■ Problem to work on ■
The entries that follow include a run beginning at the line with "INTERRUPT_RECEIVED.store(true, Ordering::SeqCst);" and ending at the line with "use std::collections::HashMap;"; restate that run word for word and leave the rest out.

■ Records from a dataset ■
##############################
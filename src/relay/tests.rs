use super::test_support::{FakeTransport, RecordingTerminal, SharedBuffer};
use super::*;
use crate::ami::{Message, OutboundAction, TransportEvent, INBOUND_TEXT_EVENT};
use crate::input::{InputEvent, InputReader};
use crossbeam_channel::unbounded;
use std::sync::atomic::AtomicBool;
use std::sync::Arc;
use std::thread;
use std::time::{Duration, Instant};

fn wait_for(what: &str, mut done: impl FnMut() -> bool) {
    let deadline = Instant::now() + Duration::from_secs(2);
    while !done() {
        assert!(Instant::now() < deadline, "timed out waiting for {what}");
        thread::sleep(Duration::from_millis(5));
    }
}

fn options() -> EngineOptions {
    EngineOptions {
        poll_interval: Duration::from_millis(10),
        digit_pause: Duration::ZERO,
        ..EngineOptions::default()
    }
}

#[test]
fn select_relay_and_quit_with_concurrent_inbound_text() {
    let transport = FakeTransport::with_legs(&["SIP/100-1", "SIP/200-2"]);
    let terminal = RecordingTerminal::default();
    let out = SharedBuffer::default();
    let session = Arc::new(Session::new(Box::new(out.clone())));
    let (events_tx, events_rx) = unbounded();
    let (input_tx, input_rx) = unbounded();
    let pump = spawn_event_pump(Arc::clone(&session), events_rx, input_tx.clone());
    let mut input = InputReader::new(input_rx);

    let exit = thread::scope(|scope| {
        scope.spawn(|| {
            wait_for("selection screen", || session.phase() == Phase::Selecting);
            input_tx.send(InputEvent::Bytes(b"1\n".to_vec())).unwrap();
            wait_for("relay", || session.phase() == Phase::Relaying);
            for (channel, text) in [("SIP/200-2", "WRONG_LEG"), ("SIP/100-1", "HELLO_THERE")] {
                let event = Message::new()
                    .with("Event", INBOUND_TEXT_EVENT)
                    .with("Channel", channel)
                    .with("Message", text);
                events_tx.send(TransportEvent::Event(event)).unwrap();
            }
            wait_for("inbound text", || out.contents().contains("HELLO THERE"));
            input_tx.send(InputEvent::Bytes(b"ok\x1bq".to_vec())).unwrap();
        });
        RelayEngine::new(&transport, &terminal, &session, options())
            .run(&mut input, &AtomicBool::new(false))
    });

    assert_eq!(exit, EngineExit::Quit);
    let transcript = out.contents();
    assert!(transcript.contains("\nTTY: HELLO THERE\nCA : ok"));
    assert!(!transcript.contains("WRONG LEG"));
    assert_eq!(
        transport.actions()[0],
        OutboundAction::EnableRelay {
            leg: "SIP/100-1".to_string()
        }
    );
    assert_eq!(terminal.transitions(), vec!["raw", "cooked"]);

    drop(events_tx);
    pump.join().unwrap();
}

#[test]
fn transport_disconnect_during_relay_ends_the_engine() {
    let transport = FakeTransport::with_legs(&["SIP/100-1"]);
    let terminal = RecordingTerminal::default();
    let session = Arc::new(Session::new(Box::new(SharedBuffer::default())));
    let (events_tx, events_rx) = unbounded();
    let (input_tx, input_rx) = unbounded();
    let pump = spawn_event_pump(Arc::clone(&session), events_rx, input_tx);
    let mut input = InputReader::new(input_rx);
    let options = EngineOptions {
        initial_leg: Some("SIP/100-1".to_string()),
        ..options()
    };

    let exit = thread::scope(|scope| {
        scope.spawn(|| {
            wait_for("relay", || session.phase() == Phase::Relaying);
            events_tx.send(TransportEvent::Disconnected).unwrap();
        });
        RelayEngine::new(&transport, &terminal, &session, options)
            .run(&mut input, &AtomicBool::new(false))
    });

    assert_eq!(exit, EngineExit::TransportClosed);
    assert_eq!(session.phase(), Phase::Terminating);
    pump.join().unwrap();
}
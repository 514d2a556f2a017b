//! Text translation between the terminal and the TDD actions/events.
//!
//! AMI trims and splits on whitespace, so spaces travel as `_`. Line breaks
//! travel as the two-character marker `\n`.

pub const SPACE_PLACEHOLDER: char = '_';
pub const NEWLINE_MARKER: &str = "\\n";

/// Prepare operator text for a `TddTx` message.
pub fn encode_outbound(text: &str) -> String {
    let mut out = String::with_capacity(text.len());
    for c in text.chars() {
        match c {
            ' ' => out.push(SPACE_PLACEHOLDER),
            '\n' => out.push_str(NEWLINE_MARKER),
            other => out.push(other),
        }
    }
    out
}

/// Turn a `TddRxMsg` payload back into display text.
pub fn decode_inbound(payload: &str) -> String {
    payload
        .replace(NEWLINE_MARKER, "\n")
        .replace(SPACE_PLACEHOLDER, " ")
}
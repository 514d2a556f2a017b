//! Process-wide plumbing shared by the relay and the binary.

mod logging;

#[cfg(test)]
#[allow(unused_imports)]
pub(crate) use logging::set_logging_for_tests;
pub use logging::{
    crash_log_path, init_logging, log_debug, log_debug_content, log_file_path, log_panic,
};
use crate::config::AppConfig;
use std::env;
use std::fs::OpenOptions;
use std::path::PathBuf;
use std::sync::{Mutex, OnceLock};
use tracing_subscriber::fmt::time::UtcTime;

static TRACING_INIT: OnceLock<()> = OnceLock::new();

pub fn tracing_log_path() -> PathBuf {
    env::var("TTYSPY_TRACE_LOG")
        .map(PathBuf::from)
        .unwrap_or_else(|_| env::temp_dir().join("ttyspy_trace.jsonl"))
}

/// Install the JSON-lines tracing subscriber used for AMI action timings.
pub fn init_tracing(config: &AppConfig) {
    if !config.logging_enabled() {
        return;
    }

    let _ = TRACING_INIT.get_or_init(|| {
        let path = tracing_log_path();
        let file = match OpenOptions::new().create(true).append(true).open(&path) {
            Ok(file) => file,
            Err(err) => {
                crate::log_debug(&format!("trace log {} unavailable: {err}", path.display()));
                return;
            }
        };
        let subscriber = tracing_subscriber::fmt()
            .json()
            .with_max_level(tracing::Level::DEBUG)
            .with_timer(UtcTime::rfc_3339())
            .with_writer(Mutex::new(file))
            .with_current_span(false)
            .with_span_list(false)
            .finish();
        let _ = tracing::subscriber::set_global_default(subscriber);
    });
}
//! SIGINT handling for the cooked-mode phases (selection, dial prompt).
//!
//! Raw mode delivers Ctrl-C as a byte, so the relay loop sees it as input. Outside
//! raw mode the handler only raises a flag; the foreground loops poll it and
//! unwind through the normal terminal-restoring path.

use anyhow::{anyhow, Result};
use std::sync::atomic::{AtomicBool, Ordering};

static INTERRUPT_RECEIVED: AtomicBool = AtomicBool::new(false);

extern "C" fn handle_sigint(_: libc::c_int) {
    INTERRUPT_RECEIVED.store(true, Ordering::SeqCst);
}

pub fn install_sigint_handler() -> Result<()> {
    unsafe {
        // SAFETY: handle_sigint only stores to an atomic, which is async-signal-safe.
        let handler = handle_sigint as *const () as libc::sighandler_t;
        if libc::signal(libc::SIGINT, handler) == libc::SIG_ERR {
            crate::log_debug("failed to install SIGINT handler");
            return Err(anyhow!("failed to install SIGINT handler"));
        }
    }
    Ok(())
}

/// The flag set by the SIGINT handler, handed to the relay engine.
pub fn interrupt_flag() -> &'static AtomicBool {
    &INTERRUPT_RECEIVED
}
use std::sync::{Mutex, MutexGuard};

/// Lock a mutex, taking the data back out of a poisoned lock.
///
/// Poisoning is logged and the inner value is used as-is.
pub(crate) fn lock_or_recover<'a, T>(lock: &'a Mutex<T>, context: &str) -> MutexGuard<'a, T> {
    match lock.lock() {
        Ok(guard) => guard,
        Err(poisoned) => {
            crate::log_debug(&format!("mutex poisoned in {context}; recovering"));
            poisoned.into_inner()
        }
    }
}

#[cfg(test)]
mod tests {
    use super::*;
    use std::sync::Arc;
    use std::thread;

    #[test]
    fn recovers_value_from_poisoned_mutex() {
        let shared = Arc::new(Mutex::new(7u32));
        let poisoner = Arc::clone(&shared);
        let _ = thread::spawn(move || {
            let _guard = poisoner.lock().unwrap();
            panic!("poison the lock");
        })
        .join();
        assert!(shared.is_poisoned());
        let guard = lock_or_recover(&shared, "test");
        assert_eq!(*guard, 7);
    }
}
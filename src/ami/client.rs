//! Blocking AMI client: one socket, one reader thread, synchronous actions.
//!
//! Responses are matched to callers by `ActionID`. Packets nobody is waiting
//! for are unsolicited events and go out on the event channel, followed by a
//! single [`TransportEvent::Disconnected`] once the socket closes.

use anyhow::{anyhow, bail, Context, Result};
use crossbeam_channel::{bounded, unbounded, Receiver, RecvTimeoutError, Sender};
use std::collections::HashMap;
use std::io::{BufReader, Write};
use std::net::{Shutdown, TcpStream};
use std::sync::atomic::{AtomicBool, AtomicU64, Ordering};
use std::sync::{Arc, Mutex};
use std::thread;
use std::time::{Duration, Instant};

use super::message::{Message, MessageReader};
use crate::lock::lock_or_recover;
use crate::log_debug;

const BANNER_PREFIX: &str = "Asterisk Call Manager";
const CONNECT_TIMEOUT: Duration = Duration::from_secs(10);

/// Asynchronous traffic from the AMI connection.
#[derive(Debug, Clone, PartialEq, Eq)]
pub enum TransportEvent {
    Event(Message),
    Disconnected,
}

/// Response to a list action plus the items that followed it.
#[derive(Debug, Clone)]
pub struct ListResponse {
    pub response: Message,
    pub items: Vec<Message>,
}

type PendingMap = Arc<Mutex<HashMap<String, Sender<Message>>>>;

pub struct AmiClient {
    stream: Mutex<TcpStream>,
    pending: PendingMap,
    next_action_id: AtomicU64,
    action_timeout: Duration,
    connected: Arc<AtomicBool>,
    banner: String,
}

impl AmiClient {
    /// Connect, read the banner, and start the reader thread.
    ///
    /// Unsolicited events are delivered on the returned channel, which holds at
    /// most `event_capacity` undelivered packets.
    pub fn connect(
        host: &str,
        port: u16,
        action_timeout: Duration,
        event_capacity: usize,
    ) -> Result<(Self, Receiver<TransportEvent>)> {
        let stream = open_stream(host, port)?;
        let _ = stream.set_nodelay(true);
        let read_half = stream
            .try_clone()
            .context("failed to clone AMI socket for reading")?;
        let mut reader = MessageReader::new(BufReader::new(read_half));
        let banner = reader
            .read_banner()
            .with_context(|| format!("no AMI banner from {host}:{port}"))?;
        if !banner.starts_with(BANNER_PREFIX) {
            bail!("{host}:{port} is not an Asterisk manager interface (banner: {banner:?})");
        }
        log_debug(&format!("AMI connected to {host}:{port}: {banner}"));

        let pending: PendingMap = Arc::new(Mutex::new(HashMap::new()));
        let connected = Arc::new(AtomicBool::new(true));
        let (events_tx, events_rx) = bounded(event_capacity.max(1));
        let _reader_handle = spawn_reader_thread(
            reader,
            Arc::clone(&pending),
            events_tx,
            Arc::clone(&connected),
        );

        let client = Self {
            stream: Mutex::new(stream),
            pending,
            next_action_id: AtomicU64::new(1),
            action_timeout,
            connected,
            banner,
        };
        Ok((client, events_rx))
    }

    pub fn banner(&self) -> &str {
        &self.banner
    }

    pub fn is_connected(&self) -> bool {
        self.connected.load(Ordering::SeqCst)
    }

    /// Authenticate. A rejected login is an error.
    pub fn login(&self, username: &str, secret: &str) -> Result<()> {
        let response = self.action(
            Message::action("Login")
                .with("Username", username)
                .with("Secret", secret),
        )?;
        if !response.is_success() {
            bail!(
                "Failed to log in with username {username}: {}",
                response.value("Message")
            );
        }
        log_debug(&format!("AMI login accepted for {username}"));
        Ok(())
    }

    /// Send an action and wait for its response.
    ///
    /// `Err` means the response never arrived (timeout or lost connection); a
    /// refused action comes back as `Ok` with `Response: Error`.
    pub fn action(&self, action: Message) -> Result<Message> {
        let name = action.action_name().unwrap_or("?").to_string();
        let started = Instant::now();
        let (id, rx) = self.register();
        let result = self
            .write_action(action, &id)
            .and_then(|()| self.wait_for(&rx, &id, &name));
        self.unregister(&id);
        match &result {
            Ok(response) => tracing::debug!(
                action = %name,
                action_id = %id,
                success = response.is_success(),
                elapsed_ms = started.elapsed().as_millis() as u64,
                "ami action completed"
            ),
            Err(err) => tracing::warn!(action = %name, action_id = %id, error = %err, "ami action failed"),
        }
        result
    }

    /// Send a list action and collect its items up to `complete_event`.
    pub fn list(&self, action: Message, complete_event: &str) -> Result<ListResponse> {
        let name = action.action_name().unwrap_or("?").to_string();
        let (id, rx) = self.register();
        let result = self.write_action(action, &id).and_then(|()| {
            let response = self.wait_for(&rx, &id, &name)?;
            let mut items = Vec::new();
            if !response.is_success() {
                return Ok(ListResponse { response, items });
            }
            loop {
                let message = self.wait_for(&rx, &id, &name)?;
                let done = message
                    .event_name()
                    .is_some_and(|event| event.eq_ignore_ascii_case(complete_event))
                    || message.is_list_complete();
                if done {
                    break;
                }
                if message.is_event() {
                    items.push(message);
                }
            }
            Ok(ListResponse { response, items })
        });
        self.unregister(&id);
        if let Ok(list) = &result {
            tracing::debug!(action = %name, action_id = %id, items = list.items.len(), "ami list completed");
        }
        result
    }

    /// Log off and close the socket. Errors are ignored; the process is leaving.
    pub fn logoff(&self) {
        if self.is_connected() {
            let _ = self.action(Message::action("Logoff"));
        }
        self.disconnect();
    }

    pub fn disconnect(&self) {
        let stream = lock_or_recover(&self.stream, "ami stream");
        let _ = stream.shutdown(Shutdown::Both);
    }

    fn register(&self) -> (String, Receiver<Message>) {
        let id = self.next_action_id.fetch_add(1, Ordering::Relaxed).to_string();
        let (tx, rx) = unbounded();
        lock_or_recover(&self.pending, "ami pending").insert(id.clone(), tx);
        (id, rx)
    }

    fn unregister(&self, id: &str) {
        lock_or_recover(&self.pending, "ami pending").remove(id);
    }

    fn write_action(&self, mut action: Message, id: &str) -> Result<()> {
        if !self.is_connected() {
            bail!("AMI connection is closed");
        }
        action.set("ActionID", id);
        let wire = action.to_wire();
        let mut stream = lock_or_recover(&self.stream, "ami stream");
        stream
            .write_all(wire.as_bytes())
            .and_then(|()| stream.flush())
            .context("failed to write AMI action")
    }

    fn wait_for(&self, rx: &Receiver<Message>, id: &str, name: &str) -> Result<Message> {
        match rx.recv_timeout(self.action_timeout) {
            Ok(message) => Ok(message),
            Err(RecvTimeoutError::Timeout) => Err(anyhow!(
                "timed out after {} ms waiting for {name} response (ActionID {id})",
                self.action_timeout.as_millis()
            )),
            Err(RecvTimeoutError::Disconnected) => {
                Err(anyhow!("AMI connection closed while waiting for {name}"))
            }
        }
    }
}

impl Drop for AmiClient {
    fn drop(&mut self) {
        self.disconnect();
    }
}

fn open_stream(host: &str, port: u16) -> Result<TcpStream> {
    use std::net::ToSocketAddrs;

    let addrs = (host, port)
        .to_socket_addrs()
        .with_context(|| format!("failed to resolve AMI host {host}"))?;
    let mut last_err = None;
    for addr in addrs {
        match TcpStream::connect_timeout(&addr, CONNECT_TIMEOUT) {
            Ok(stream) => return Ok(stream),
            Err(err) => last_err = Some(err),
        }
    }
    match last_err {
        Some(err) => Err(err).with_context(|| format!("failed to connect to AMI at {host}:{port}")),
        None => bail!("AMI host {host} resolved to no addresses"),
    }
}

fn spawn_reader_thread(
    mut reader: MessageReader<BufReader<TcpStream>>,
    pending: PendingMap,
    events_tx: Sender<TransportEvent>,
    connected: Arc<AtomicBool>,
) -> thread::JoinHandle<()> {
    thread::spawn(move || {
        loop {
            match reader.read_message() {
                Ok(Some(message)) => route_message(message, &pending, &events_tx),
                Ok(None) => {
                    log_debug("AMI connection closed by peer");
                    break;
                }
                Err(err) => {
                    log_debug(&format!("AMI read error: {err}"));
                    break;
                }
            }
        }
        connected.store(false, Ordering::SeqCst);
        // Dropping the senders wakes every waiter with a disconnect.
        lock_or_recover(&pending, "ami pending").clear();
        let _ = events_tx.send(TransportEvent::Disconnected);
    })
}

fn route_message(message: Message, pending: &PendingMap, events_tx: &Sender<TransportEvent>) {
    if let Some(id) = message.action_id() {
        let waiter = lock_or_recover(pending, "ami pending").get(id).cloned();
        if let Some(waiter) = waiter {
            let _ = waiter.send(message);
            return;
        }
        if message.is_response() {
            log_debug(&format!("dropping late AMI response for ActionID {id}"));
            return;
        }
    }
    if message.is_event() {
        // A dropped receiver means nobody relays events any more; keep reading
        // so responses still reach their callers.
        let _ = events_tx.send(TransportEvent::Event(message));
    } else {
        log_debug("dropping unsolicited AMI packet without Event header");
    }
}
##############################
■ Response to the task ■
    INTERRUPT_RECEIVED.store(true, Ordering::SeqCst);
}

pub fn install_sigint_handler() -> Result<()> {
    unsafe {
        // SAFETY: handle_sigint only stores to an atomic, which is async-signal-safe.
        let handler = handle_sigint as *const () as libc::sighandler_t;
        if libc::signal(libc::SIGINT, handler) == libc::SIG_ERR {
            crate::log_debug("failed to install SIGINT handler");
            return Err(anyhow!("failed to install SIGINT handler"));
        }
    }
    Ok(())
}

/// The flag set by the SIGINT handler, handed to the relay engine.
pub fn interrupt_flag() -> &'static AtomicBool {
    &INTERRUPT_RECEIVED
}
use std::sync::{Mutex, MutexGuard};

/// Lock a mutex, taking the data back out of a poisoned lock.
///
/// Poisoning is logged and the inner value is used as-is.
pub(crate) fn lock_or_recover<'a, T>(lock: &'a Mutex<T>, context: &str) -> MutexGuard<'a, T> {
    match lock.lock() {
        Ok(guard) => guard,
        Err(poisoned) => {
            crate::log_debug(&format!("mutex poisoned in {context}; recovering"));
            poisoned.into_inner()
        }
    }
}

#[cfg(test)]
mod tests {
    use super::*;
    use std::sync::Arc;
    use std::thread;

    #[test]
    fn recovers_value_from_poisoned_mutex() {
        let shared = Arc::new(Mutex::new(7u32));
        let poisoner = Arc::clone(&shared);
        let _ = thread::spawn(move || {
            let _guard = poisoner.lock().unwrap();
            panic!("poison the lock");
        })
        .join();
        assert!(shared.is_poisoned());
        let guard = lock_or_recover(&shared, "test");
        assert_eq!(*guard, 7);
    }
}
filename src/ami/client.rs
//! Blocking AMI client: one socket, one reader thread, synchronous actions.
//!
//! Responses are matched to callers by `ActionID`. Packets nobody is waiting
//! for are unsolicited events and go out on the event channel, followed by a
//! single [`TransportEvent::Disconnected`] once the socket closes.

use anyhow::{anyhow, bail, Context, Result};
use crossbeam_channel::{bounded, unbounded, Receiver, RecvTimeoutError, Sender};
use std::collections::HashMap;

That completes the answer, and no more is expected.